-- GIVEN RECORDS follows --

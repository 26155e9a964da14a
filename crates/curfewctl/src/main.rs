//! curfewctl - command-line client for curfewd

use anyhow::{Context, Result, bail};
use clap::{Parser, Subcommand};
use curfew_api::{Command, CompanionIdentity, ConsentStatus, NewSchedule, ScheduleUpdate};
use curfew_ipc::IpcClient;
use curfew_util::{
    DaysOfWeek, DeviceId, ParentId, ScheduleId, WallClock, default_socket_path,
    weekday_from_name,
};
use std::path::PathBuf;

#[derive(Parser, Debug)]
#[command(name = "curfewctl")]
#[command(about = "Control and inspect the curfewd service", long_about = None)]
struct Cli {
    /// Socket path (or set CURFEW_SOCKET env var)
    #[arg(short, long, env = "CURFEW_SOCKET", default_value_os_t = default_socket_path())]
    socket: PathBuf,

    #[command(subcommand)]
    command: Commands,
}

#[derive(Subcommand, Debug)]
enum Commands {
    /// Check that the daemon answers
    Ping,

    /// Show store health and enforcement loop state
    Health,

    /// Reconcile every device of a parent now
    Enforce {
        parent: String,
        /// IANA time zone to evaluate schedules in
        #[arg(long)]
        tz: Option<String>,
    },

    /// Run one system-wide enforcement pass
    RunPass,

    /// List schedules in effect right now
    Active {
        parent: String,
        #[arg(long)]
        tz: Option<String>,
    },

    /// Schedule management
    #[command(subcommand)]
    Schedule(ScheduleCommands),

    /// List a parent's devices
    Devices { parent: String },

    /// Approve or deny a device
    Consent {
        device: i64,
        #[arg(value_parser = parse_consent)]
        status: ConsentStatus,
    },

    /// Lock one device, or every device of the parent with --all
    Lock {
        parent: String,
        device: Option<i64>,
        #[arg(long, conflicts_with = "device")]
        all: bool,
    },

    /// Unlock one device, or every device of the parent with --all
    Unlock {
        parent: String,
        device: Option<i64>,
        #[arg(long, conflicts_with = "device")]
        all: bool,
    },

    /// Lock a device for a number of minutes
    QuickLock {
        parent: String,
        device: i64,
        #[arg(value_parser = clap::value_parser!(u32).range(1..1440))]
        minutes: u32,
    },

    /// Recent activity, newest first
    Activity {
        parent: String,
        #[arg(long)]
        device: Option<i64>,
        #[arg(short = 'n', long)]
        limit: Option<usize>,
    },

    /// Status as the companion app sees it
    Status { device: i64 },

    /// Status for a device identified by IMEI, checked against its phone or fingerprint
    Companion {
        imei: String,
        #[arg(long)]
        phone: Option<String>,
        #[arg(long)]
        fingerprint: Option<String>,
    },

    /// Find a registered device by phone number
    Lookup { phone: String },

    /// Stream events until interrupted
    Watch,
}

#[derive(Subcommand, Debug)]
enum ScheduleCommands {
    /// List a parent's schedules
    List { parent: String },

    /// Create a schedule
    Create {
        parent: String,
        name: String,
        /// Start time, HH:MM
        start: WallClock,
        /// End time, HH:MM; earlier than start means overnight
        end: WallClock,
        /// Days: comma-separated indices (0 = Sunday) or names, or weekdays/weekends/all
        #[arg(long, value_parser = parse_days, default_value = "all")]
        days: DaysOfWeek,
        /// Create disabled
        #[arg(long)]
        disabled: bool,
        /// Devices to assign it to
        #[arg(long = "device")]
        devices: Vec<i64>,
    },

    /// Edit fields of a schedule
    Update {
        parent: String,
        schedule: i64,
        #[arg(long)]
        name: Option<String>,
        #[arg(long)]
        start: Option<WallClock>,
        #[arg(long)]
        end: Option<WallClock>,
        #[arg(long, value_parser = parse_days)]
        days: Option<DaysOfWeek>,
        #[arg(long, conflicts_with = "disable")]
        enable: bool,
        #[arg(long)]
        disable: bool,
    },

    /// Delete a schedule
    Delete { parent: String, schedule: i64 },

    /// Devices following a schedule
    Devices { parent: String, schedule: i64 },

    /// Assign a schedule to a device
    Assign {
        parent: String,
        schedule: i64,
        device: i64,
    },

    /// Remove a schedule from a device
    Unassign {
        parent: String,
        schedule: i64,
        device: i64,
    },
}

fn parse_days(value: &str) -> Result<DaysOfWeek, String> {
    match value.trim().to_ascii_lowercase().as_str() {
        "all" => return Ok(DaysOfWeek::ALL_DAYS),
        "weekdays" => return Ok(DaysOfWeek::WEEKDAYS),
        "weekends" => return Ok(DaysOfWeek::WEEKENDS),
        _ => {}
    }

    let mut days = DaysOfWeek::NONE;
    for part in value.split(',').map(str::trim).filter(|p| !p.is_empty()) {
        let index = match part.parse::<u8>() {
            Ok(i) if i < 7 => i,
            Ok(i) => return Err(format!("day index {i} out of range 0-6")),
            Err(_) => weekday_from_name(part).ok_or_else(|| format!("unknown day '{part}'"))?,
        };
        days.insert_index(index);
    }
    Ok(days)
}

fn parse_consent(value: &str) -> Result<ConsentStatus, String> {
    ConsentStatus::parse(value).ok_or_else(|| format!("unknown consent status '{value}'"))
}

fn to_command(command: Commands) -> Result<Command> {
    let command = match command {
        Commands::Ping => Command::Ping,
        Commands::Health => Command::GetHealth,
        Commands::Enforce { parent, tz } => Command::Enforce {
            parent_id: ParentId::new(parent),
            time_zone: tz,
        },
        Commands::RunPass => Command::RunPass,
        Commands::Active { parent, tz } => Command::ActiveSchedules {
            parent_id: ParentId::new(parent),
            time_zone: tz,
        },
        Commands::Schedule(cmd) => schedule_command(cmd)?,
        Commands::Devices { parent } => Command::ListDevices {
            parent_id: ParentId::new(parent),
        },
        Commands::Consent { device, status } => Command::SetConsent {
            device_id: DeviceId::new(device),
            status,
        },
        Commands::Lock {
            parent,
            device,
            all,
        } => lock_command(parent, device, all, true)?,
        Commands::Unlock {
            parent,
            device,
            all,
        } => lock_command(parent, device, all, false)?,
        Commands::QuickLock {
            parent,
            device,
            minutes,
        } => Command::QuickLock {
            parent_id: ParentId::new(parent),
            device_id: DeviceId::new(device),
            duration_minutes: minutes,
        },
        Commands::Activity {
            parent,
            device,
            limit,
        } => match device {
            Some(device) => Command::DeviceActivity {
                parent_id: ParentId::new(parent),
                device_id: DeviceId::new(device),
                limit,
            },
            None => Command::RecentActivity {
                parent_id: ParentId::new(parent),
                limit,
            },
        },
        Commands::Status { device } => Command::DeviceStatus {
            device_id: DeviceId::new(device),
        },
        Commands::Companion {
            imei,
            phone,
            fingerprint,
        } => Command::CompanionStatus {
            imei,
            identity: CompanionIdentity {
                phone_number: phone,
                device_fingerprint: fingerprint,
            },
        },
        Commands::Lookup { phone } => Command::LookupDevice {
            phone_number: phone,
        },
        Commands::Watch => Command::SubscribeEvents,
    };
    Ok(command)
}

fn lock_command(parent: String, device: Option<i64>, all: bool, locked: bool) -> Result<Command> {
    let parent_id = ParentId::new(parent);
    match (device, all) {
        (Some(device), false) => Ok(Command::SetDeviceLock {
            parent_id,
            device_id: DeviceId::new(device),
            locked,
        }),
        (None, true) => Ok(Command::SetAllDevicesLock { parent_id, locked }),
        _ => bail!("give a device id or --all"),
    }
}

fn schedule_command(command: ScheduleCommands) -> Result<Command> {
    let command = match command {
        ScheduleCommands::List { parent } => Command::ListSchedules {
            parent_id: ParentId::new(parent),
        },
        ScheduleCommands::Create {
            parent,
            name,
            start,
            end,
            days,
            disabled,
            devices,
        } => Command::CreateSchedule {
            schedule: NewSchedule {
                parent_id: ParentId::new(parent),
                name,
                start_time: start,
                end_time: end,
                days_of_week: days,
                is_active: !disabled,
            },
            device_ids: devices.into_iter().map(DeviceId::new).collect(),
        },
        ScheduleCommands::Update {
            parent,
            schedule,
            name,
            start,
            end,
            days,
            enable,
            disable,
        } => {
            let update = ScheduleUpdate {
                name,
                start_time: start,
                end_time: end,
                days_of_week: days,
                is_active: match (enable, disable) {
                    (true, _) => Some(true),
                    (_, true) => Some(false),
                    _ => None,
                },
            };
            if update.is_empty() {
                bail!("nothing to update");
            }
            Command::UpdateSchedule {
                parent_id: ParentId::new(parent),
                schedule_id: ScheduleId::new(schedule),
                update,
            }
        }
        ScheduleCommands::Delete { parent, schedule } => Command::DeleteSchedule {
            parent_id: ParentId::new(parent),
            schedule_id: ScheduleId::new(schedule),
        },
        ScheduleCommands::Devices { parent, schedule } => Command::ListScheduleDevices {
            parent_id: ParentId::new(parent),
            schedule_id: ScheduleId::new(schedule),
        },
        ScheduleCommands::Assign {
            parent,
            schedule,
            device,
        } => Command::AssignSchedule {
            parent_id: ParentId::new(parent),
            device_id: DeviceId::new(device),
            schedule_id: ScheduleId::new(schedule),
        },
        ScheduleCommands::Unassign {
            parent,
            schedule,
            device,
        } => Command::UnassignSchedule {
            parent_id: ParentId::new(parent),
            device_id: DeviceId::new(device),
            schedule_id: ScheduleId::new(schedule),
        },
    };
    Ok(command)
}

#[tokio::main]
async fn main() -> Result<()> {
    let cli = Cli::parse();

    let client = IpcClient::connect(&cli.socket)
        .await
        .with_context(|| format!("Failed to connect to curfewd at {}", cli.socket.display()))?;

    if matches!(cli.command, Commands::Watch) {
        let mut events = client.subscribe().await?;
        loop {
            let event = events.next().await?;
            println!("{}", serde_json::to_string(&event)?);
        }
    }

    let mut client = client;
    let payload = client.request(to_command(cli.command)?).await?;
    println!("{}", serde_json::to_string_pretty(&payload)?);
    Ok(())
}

-- GIVEN RECORDS concluded --

On how many lines above does "weekends" occur? Say the number only.

RESULT: 2